During an interview with the Canadian Broadcasting Company while promoting his new documentary, Takedown: The DNA of GSP, former welterweight champion Georges St. Pierre discussed a little known facet of his personality that has both fueled his professional life and inhibited his personal one: Obsessive Compulsive Disorder. According to St. Pierre, not only has he suffered from the mental anxiety disorder for some time now, but it was the main reason he decided to vacate his title indefinitely following his UFC 167 win over Johny Hendricks.
It was going to drive me crazy. That’s why I took that break.
Everything you do is oriented around that goal. But the same thing could be bad for a normal person in normal life. As a fighter it’s a good thing to have it, because it makes you better because you completely obsess about being a better martial artist.
You hear that? Not even GSP’s brain can ‘andle his riddum’ (I am so going to Hell).
While St. Pierre had mentioned “some personal problems” in need of fixing during his UFC 167 post-fight interview, it is interesting to note that St. Pierre has never *actually* been clinically diagnosed with the disorder to public knowledge. And, as Fightland pointed out, “Only about two percent of the population has OCD.”
This is not to say that GSP is lying, per se, but that he could be simply confusing the meticulous, obsessive nature of being a world class athlete and champion with the symptoms related to OCD. There’s no denying that St. Pierre has been groomed into one of the most calculated fighters on the planet over the years, but (again, as Fightland pointed out), there’s a big difference between having OCD and simply being a perfectionist in the aspect of your life where it is most necessary to be one.

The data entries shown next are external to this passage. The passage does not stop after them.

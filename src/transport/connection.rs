//! Framed control channel over a pair of byte streams

use std::sync::Arc;
use std::sync::atomic::{AtomicBool, Ordering};
use std::time::Duration;

use futures::SinkExt;
use parking_lot::Mutex;
use serde_json::Value;
use tokio::io::{AsyncWrite, BufReader};
use tokio::sync::mpsc;
use tokio::task::JoinHandle;
use tokio::time::Instant;
use tokio_util::codec::{FramedWrite, LinesCodec};
use tokio_util::sync::CancellationToken;

use crate::control::{OutgoingMessage, PendingRequests};
use crate::error::{BridgeError, Result};

use super::reader::ReaderContext;
use super::{AgentIo, AgentProcess, ClosedHandler, TransportHandlers};

/// Exactly-once closed signal
pub(super) struct CloseSignal {
    fired: AtomicBool,
    cause: Mutex<Option<String>>,
    pending: Arc<PendingRequests>,
    handler: ClosedHandler,
}

impl CloseSignal {
    fn new(pending: Arc<PendingRequests>, handler: ClosedHandler) -> Self {
        Self {
            fired: AtomicBool::new(false),
            cause: Mutex::new(None),
            pending,
            handler,
        }
    }

    /// Fail pending waiters and notify the handler; later calls are no-ops
    pub(super) fn fire(&self, cause: Option<String>) {
        if self.fired.swap(true, Ordering::SeqCst) {
            return;
        }
        self.cause.lock().clone_from(&cause);
        self.pending.fail_all(cause.clone());
        (self.handler)(cause);
    }

    fn is_fired(&self) -> bool {
        self.fired.load(Ordering::SeqCst)
    }

    fn cause(&self) -> Option<String> {
        self.cause.lock().clone()
    }
}

#[derive(Default)]
struct TransportTasks {
    reader: Option<JoinHandle<()>>,
    writer: Option<JoinHandle<()>>,
}

/// One live control channel to the agent
///
/// Created with [`Transport::start`], torn down with [`Transport::stop`].
pub struct Transport {
    pending: Arc<PendingRequests>,
    outbound: mpsc::UnboundedSender<String>,
    writer_shutdown: CancellationToken,
    closed: Arc<CloseSignal>,
    tasks: Mutex<TransportTasks>,
    process: Mutex<Option<AgentProcess>>,
}

impl Transport {
    /// Start the reader and writer tasks over `io`
    ///
    /// Returns immediately; no handshake is performed here.
    ///
    /// # Arguments
    /// * `io` - Streams (and optional process) to run over
    /// * `handlers` - Callbacks for notifications, inbound requests and closure
    /// * `max_line_bytes` - Longest accepted inbound frame
    #[must_use]
    pub fn start(io: AgentIo, handlers: TransportHandlers, max_line_bytes: usize) -> Arc<Self> {
        let AgentIo {
            reader,
            writer,
            process,
        } = io;

        let pending = Arc::new(PendingRequests::new());
        let closed = Arc::new(CloseSignal::new(pending.clone(), handlers.on_closed));
        let (outbound, outbound_rx) = mpsc::unbounded_channel();
        let writer_shutdown = CancellationToken::new();

        let writer_task = tokio::spawn(write_loop(
            FramedWrite::new(writer, LinesCodec::new()),
            outbound_rx,
            writer_shutdown.clone(),
        ));

        let context = ReaderContext {
            pending: pending.clone(),
            outbound: outbound.clone(),
            on_notification: handlers.on_notification,
            on_inbound_request: handlers.on_inbound_request,
            closed: closed.clone(),
            max_line_bytes,
        };
        let reader_task = tokio::spawn(context.run(BufReader::new(reader)));

        Arc::new(Self {
            pending,
            outbound,
            writer_shutdown,
            closed,
            tasks: Mutex::new(TransportTasks {
                reader: Some(reader_task),
                writer: Some(writer_task),
            }),
            process: Mutex::new(process),
        })
    }

    /// Send a request and wait for its response
    ///
    /// # Arguments
    /// * `method` - Method name
    /// * `params` - Parameters
    /// * `timeout` - How long to wait for the response
    ///
    /// # Errors
    /// Returns the agent's error response, [`BridgeError::Timeout`] if no
    /// response arrives in time, or [`BridgeError::ConnectionClosed`]
    pub async fn send_request(&self, method: &str, params: Value, timeout: Duration) -> Result<Value> {
        let (number, id, response) = self.pending.register()?;
        let frame = OutgoingMessage::Request {
            id: number,
            method: method.to_string(),
            params,
        };
        if let Err(e) = self.enqueue(&frame) {
            self.pending.remove(&id);
            return Err(e);
        }

        match tokio::time::timeout(timeout, response).await {
            Ok(Ok(outcome)) => outcome,
            Ok(Err(_)) => Err(BridgeError::ConnectionClosed(self.closed.cause())),
            Err(_) => {
                self.pending.remove(&id);
                Err(BridgeError::timeout(format!(
                    "`{method}` got no response within {timeout:?}"
                )))
            }
        }
    }

    /// Send a notification
    ///
    /// # Errors
    /// Returns [`BridgeError::ConnectionClosed`] if the channel is closed
    pub fn send_notification(&self, method: &str, params: Option<Value>) -> Result<()> {
        self.enqueue(&OutgoingMessage::Notification {
            method: method.to_string(),
            params,
        })
    }

    fn enqueue(&self, frame: &OutgoingMessage) -> Result<()> {
        if self.closed.is_fired() || self.writer_shutdown.is_cancelled() {
            return Err(BridgeError::ConnectionClosed(self.closed.cause()));
        }
        let line = frame.to_line()?;
        log::trace!("-> {line}");
        self.outbound
            .send(line)
            .map_err(|_| BridgeError::ConnectionClosed(self.closed.cause()))
    }

    /// Whether the closed signal has fired
    #[must_use]
    pub fn is_closed(&self) -> bool {
        self.closed.is_fired()
    }

    /// Number of requests awaiting a response
    #[must_use]
    pub fn pending_requests(&self) -> usize {
        self.pending.len()
    }

    /// Close the channel and terminate the process
    ///
    /// Queued frames are flushed and the write side is closed (stdin EOF is
    /// the graceful shutdown signal). The process gets until `timeout` to exit
    /// before its process group is killed. Idempotent.
    ///
    /// # Errors
    /// Returns error if waiting on the process fails
    pub async fn stop(&self, timeout: Duration) -> Result<()> {
        let deadline = Instant::now() + timeout;
        self.writer_shutdown.cancel();

        let writer = self.tasks.lock().writer.take();
        if let Some(mut writer) = writer
            && tokio::time::timeout_at(deadline, &mut writer).await.is_err()
        {
            log::warn!("agent writer did not drain before the stop deadline");
            writer.abort();
        }

        let process = self.process.lock().take();
        let result = match process {
            Some(mut process) => process.terminate(deadline).await,
            None => Ok(()),
        };

        let reader = self.tasks.lock().reader.take();
        if let Some(mut reader) = reader
            && tokio::time::timeout_at(deadline, &mut reader).await.is_err()
        {
            log::debug!("agent read loop still running at the stop deadline; aborting");
            reader.abort();
        }

        self.closed.fire(None);
        result
    }
}

impl Drop for Transport {
    fn drop(&mut self) {
        self.writer_shutdown.cancel();
        let tasks = self.tasks.get_mut();
        if let Some(task) = tasks.reader.take() {
            task.abort();
        }
        if let Some(task) = tasks.writer.take() {
            task.abort();
        }
    }
}

async fn write_loop(
    mut sink: FramedWrite<Box<dyn AsyncWrite + Send + Unpin>, LinesCodec>,
    mut frames: mpsc::UnboundedReceiver<String>,
    shutdown: CancellationToken,
) {
    loop {
        tokio::select! {
            biased;
            frame = frames.recv() => match frame {
                Some(line) => {
                    if let Err(e) = sink.send(line).await {
                        log::warn!("write to agent failed: {e}");
                        break;
                    }
                }
                None => break,
            },
            () = shutdown.cancelled() => {
                while let Ok(line) = frames.try_recv() {
                    if sink.send(line).await.is_err() {
                        break;
                    }
                }
                break;
            }
        }
    }
    if let Err(e) = SinkExt::<String>::close(&mut sink).await {
        log::debug!("closing agent stdin failed: {e}");
    }
}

Of course, the correlation between top athletes and anxiety disorders is a well documented one, and we will only truly know the gravitas of St. Pierre’s condition if/when he decides to delve into it further. One thing’s for sure, St. Pierre will not be making a return to the UFC until he has his mind sorted out.
“I will be happy doing it again until the obsessiveness takes over and makes me unhappy again,” he told the CBC.
Perhaps this is the “dark place” St. Pierre was referring to in the lead-up to his fight with Nick Diaz, maybe? In any case, we just hope that St. Pierre has found some sense of serenity in his post-UFC life, regardless of whether or not we’ll ever see him fight again.